If a line of the records contains the string "AccountType", copy it out.

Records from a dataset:
= Beginning of Section =

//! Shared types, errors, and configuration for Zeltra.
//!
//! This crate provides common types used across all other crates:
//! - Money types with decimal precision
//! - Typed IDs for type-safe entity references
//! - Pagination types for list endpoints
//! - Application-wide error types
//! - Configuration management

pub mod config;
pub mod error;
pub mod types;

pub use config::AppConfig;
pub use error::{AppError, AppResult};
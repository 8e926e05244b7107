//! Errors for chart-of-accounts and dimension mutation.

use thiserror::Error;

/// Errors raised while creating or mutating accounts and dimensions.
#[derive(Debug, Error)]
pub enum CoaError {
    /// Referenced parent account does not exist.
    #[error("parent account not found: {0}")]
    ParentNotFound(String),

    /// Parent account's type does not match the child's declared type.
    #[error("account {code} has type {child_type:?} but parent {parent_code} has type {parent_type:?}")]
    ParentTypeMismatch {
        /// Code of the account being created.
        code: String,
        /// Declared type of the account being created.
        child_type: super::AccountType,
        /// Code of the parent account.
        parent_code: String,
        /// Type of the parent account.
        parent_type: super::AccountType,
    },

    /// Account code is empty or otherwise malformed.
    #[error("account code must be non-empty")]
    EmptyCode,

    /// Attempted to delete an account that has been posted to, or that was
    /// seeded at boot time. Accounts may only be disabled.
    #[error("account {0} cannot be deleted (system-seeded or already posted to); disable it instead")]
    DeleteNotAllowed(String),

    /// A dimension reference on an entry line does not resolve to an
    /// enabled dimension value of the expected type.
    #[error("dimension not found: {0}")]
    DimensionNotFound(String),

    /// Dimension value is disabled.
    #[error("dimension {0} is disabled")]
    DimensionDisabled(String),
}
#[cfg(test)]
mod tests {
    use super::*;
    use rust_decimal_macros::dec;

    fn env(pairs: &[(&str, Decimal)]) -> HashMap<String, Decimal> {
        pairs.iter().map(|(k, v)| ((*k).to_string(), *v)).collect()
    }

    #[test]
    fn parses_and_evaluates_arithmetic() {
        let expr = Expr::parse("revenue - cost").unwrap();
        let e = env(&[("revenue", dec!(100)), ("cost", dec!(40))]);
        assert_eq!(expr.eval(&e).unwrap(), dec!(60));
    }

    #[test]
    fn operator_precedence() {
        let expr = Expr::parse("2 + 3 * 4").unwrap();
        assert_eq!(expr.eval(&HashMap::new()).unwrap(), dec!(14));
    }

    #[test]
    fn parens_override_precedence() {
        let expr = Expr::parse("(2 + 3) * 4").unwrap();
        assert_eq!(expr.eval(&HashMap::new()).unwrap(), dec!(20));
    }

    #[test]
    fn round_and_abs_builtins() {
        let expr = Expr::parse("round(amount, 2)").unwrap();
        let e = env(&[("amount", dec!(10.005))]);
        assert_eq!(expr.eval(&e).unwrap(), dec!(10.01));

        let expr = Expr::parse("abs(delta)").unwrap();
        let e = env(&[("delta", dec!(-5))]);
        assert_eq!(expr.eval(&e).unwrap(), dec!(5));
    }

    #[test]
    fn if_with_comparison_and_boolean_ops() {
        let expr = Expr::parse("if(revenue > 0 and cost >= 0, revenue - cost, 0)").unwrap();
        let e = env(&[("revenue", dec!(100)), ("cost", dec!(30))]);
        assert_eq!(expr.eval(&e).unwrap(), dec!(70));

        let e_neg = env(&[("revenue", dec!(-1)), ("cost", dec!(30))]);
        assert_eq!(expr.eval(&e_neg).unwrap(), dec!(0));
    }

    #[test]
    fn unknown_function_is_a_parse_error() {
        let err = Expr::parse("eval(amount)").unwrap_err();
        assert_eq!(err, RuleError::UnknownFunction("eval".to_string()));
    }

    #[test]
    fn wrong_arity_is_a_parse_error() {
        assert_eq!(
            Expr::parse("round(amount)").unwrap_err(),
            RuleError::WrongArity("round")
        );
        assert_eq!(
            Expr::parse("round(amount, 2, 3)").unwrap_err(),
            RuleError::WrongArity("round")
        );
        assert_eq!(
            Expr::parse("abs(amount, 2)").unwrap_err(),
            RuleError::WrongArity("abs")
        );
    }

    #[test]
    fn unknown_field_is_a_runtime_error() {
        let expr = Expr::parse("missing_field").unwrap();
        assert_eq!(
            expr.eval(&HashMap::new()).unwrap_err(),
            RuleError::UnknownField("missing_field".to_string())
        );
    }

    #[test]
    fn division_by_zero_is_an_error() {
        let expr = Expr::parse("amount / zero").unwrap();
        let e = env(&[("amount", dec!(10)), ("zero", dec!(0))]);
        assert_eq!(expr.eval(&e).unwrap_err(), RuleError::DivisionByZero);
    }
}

= End of Section =

**PROBLEM SOLUTION:**
        child_type: super::AccountType,
        parent_type: super::AccountType,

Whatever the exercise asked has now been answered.